Regardless, since it seems natural to use a bus attachment as a key container 
in a security manager, and we already have APIs for signing certificates with 
the bus attachment’s private key, I think it makes sense to expose similar 
functionality for manifests in the Java layer.

I also agree with not exposing CredentialAccessor.

From: 
[email protected]<mailto:[email protected]>
 
[mailto:[email protected]<mailto:[email protected]>]
 On Behalf Of George Tang
Sent: Monday, October 24, 2016 10:35 PM
To: allseen-core 
<[email protected]<mailto:[email protected]>>
Subject: [Allseen-core] API change

Hi,

I have discussed with Kevin Kane an API change to core.  I would like to add 
another version of ComputeThumbprintAndSignManifest to PermissionConfigurator 
that takes a xml string instead of a manifest object.

XmlManifestConverter is not public, so it may not be conventionally accessible 
from the Java bindings.
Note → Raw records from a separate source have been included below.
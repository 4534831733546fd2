use std::num::NonZeroUsize;

use tracing::{debug, info};

use super::{
    batch_params,
    query_builder::{
        parse_identifiers, Identifier, IdentifierError, QualifiedName, UpsertStatement,
    },
    row_width, LoadError, LoadReport,
};
use crate::{
    database::postgres::{
        client::{Connection, ConnectionProvider},
        sql_type_wrapper::Row,
    },
    helpers::{batches, remainder_batch_len},
};

pub const DEFAULT_UPSERT_BATCH_SIZE: usize = 100;

#[derive(thiserror::Error, Debug)]
pub enum UpsertTargetError {
    #[error("Upsert needs at least one primary key field")]
    EmptyPrimaryKey,

    #[error("Upsert needs at least two fields, got {0}")]
    TooFewFields(usize),

    #[error("Primary key field {0} is not one of the table fields")]
    PrimaryKeyNotInFields(String),

    #[error("Upsert needs at least one field outside the primary key")]
    NoNonKeyFields,

    #[error("{0}")]
    Identifier(#[from] IdentifierError),
}

/// Where and how an upsert writes.
#[derive(Debug, Clone)]
pub struct UpsertTarget {
    pub table: String,
    /// Primary key field(s), resolved through the constraint named by `pk_name`.
    pub pk_fields: Vec<String>,
    /// Every field of the table, in the table's column order.
    pub all_fields: Vec<String>,
    /// Defaults to `<table>_pkey`.
    pub pk_name: Option<String>,
    /// Prefixed to `table` unless it is already qualified.
    pub schema: Option<String>,
    pub target_fields: Option<Vec<String>>,
}

impl UpsertTarget {
    pub fn new<S: Into<String>>(
        table: impl Into<String>,
        pk_fields: impl IntoIterator<Item = S>,
        all_fields: impl IntoIterator<Item = S>,
    ) -> Self {
        UpsertTarget {
            table: table.into(),
            pk_fields: pk_fields.into_iter().map(Into::into).collect(),
            all_fields: all_fields.into_iter().map(Into::into).collect(),
            pk_name: None,
            schema: None,
            target_fields: None,
        }
    }

    pub fn with_pk_name(mut self, pk_name: impl Into<String>) -> Self {
        self.pk_name = Some(pk_name.into());
        self
    }

    pub fn with_schema(mut self, schema: impl Into<String>) -> Self {
        self.schema = Some(schema.into());
        self
    }

    pub fn with_target_fields<S: Into<String>>(
        mut self,
        fields: impl IntoIterator<Item = S>,
    ) -> Self {
        self.target_fields = Some(fields.into_iter().map(Into::into).collect());
        self
    }

    /// `all_fields` minus `pk_fields`, in `all_fields` order.
    pub fn non_key_fields(&self) -> Vec<&str> {
        self.all_fields
            .iter()
            .filter(|field| !self.pk_fields.contains(*field))
            .map(String::as_str)
            .collect()
    }

    /// The explicit column list, if a non-empty one was given.
    fn explicit_target_fields(&self) -> Option<&[String]> {
        self.target_fields.as_deref().filter(|fields| !fields.is_empty())
    }

    /// Number of values each row must carry.
    pub fn row_width(&self) -> usize {
        self.explicit_target_fields().map_or(self.all_fields.len(), <[String]>::len)
    }

    /// Validates the target and builds its statement template.
    pub fn statement(&self) -> Result<UpsertStatement, UpsertTargetError> {
        if self.pk_fields.is_empty() {
            return Err(UpsertTargetError::EmptyPrimaryKey);
        }
        if self.all_fields.len() < 2 {
            return Err(UpsertTargetError::TooFewFields(self.all_fields.len()));
        }
        if let Some(missing) = self.pk_fields.iter().find(|pk| !self.all_fields.contains(*pk)) {
            return Err(UpsertTargetError::PrimaryKeyNotInFields(missing.clone()));
        }

        let non_key_fields = parse_identifiers(&self.non_key_fields())?;
        if non_key_fields.is_empty() {
            return Err(UpsertTargetError::NoNonKeyFields);
        }

        let table = QualifiedName::parse(&self.table)?;
        let pk_name = match &self.pk_name {
            Some(pk_name) => Identifier::parse(pk_name)?,
            None => Identifier::parse(&format!("{}_pkey", table.relation()))?,
        };
        let table = table.with_default_schema(self.schema.as_deref())?;
        let target_fields = self.explicit_target_fields().map(parse_identifiers).transpose()?;

        Ok(UpsertStatement::new(&table, target_fields.as_deref(), &pk_name, &non_key_fields))
    }
}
I could use include 
"../../../alljoyn_core/src/XmlManifestConverter.cc" but I'm sure this is not 
good practice.

This issue blocks the java bindings from being able to call Reset, 
StartManagement, EndManagement successfully.

Another solution that doesn't change the c++ API would be making a public 
function in java to get the busAttachment's private Key. This would be 
inconsistent with the c++ bindings in that c++ doesn't expose this.

I haven't started work on it, but from my investigation, I think it will take 
me 8 additional hours not including the code review process.